Surface Cyclogenesis from Convectively Driven Amplification of Midlevel Mesoscale Convective Vortices

Abstract

Mesoscale convective vortices (MCVs) are midtropospheric warm-core cyclonic circulations that often develop in the stratiform region of mesoscale convective systems. Typically, divergent, anticyclonically circulating, mesoscale cold anomalies appear both above and below the MCV. The upper-level cold anomaly is usually found near the tropopause while the low-level anomaly is surface based and exhibits locally higher pressure. One aspect of MCVs that has received much attention recently is the role that they may play in tropical cyclogenesis. Of special interest is how an MCV amplifies when deep convection redevelops within the borders of its midlevel cyclonic circulation and how the amplified MCV transforms the divergent surface-based cold pool with anomalously high surface pressure into a convergent cyclonic circulation with anomalously low pressure.

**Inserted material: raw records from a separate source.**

//! Three-dimensional tile coordinates in the canonical (TMS) row convention
//!
//! A [`TileCoord`] addresses one tile inside a pyramid by zoom level, column and row.
//! Rows are counted from the **bottom** of the map, which is the convention used by
//! MBTiles. Conversions to other conventions go through [`TileCoord::flipped`] or the
//! scheme functions in [`crate::scheme`].
//!
//! # Examples
//!
//! ```
//! use tileferry_core::TileCoord;
//!
//! let coord = TileCoord::new(3, 1, 2).unwrap();
//! assert_eq!(coord.flipped().row, 5);
//! assert_eq!(coord.flipped().flipped(), coord);
//! ```

use crate::scheme::flip_y;
use anyhow::{Result, ensure};
use std::fmt::{self, Debug, Display};

/// A tile coordinate with zoom level, column (x) and row (y).
#[derive(Eq, PartialEq, Clone, Copy, Hash, PartialOrd, Ord)]
pub struct TileCoord {
	/// The zoom level of the tile.
	pub zoom: u8,
	/// The column (x) of the tile.
	pub column: u32,
	/// The row (y) of the tile.
	pub row: u32,
}

impl TileCoord {
	/// Create a new `TileCoord`.
	///
	/// # Errors
	/// Returns an error if `zoom` > 31 or if `column`/`row` are outside `0..2^zoom`.
	pub fn new(zoom: u8, column: u32, row: u32) -> Result<TileCoord> {
		ensure!(zoom <= 31, "zoom ({zoom}) must be <= 31");
		let max = 2u32.pow(u32::from(zoom));
		ensure!(column < max, "column ({column}) out of bounds for zoom {zoom}");
		ensure!(row < max, "row ({row}) out of bounds for zoom {zoom}");
		Ok(TileCoord { zoom, column, row })
	}

	/// Returns the same tile with the row counted from the other edge of the map.
	#[must_use]
	pub fn flipped(&self) -> TileCoord {
		TileCoord {
			zoom: self.zoom,
			column: self.column,
			row: flip_y(self.zoom, self.row),
		}
	}

	/// Number of tiles along one axis at this zoom level.
	pub fn size(&self) -> u64 {
		1u64 << self.zoom
	}
}

impl Debug for TileCoord {
	fn fmt(&self, f: &mut fmt::Formatter<'_>) -> fmt::Result {
		write!(f, "TileCoord({}, [{}, {}])", self.zoom, self.column, self.row)
	}
}

impl Display for TileCoord {
	fn fmt(&self, f: &mut fmt::Formatter<'_>) -> fmt::Result {
		write!(f, "{}/{}/{}", self.zoom, self.column, self.row)
	}
}

#[cfg(test)]
mod tests {
	use super::*;

	#[test]
	fn new_validates_bounds() {
		assert!(TileCoord::new(0, 0, 0).is_ok());
		assert!(TileCoord::new(0, 1, 0).is_err());
		assert!(TileCoord::new(2, 3, 4).is_err());
		assert!(TileCoord::new(32, 0, 0).is_err());
		assert!(TileCoord::new(31, 2u32.pow(31) - 1, 0).is_ok());
	}

	#[test]
	fn flipped_round_trips() -> Result<()> {
		let coord = TileCoord::new(4, 7, 3)?;
		assert_eq!(coord.flipped(), TileCoord::new(4, 7, 12)?);
		assert_eq!(coord.flipped().flipped(), coord);
		Ok(())
	}

	#[test]
	fn formatting() -> Result<()> {
		let coord = TileCoord::new(5, 6, 7)?;
		assert_eq!(format!("{coord:?}"), "TileCoord(5, [6, 7])");
		assert_eq!(coord.to_string(), "5/6/7");
		assert_eq!(coord.size(), 32);
		Ok(())
	}
}
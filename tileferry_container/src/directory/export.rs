use super::{ExportOptions, LAYER_FILE, METADATA_FILE, layer_json, pretty_json};
use crate::{MBTilesStore, MBTilesTileSource, TileSource};
use anyhow::{Context, Result, ensure};
use std::{fs, path::Path};
use tileferry_core::progress::ProgressLog;

#[derive(Clone, Copy, Debug, Default, PartialEq, Eq)]
pub struct ExportSummary {
	pub tiles: u64,
	pub grids: u64,
}

/// Writes every tile and grid of `mbtiles` into the new directory `dir`.
///
/// # Errors
/// Fails if `dir` already exists or on any I/O or storage error.
pub fn export_directory(mbtiles: &Path, dir: &Path, options: &ExportOptions) -> Result<ExportSummary> {
	log::debug!("Exporting MBTiles to disk");
	log::debug!("{mbtiles:?} --> {dir:?}");

	let store = MBTilesStore::open(mbtiles)?;
	ensure!(!dir.exists(), "directory {dir:?} already exists");
	fs::create_dir_all(dir).with_context(|| format!("creating directory {dir:?}"))?;

	let metadata = store.metadata()?;
	fs::write(dir.join(METADATA_FILE), pretty_json(&metadata)?)?;
	if let Some(layer) = layer_json(&metadata) {
		fs::write(dir.join(LAYER_FILE), layer)?;
	}

	let mut source = MBTilesTileSource::new(store.clone(), None)?;
	let progress = ProgressLog::new("tiles exported", source.len_hint());
	while let Some(tile) = source.next_tile()? {
		let path = dir.join(options.scheme.key_for(&tile.coord, &options.format));
		write_file(&path, &tile.data)?;
		progress.inc(1);
	}
	progress.finish();

	let mut grids = 0;
	let callback = options.callback.as_deref();
	store.for_each_grid(|grid| {
		let path = dir.join(options.scheme.grid_key_for(&grid.coord));
		write_file(&path, grid.to_text(callback).as_bytes())?;
		grids += 1;
		Ok(())
	})?;
	if grids > 0 {
		log::info!("{grids} grids exported");
	}

	Ok(ExportSummary {
		tiles: progress.position(),
		grids,
	})
}

fn write_file(path: &Path, data: &[u8]) -> Result<()> {
	if let Some(parent) = path.parent() {
		fs::create_dir_all(parent).with_context(|| format!("creating directory {parent:?}"))?;
	}
	fs::write(path, data).with_context(|| format!("writing {path:?}"))
}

The Pennsylvania State University?National Center for Atmospheric Research fifth-generation Mesoscale Model is used to simulate an MCV that was instrumental in initiating, within the borders of the midlevel vortex?s circulation, several successive cycles of convective development and decay over a 2-day period. After each cycle of convection, both the horizontal size of the cyclonic circulation and the magnitude of the potential vorticity associated with the vortex were observed to increase. The simulation reproduces the development and evolution of the MCV and associated convective cycles. Mesoscale features responsible for the initiation of convection within the circulation of the vortex and the impact of this convection on the structure and evolution of the vortex are investigated. A conceptual model is presented to explain how convective redevelopment within the MCV causes low-level heights to fall and cyclonic vorticity to grow downward to the surface. Applying this conceptual model to a tropical marine environment is also considered.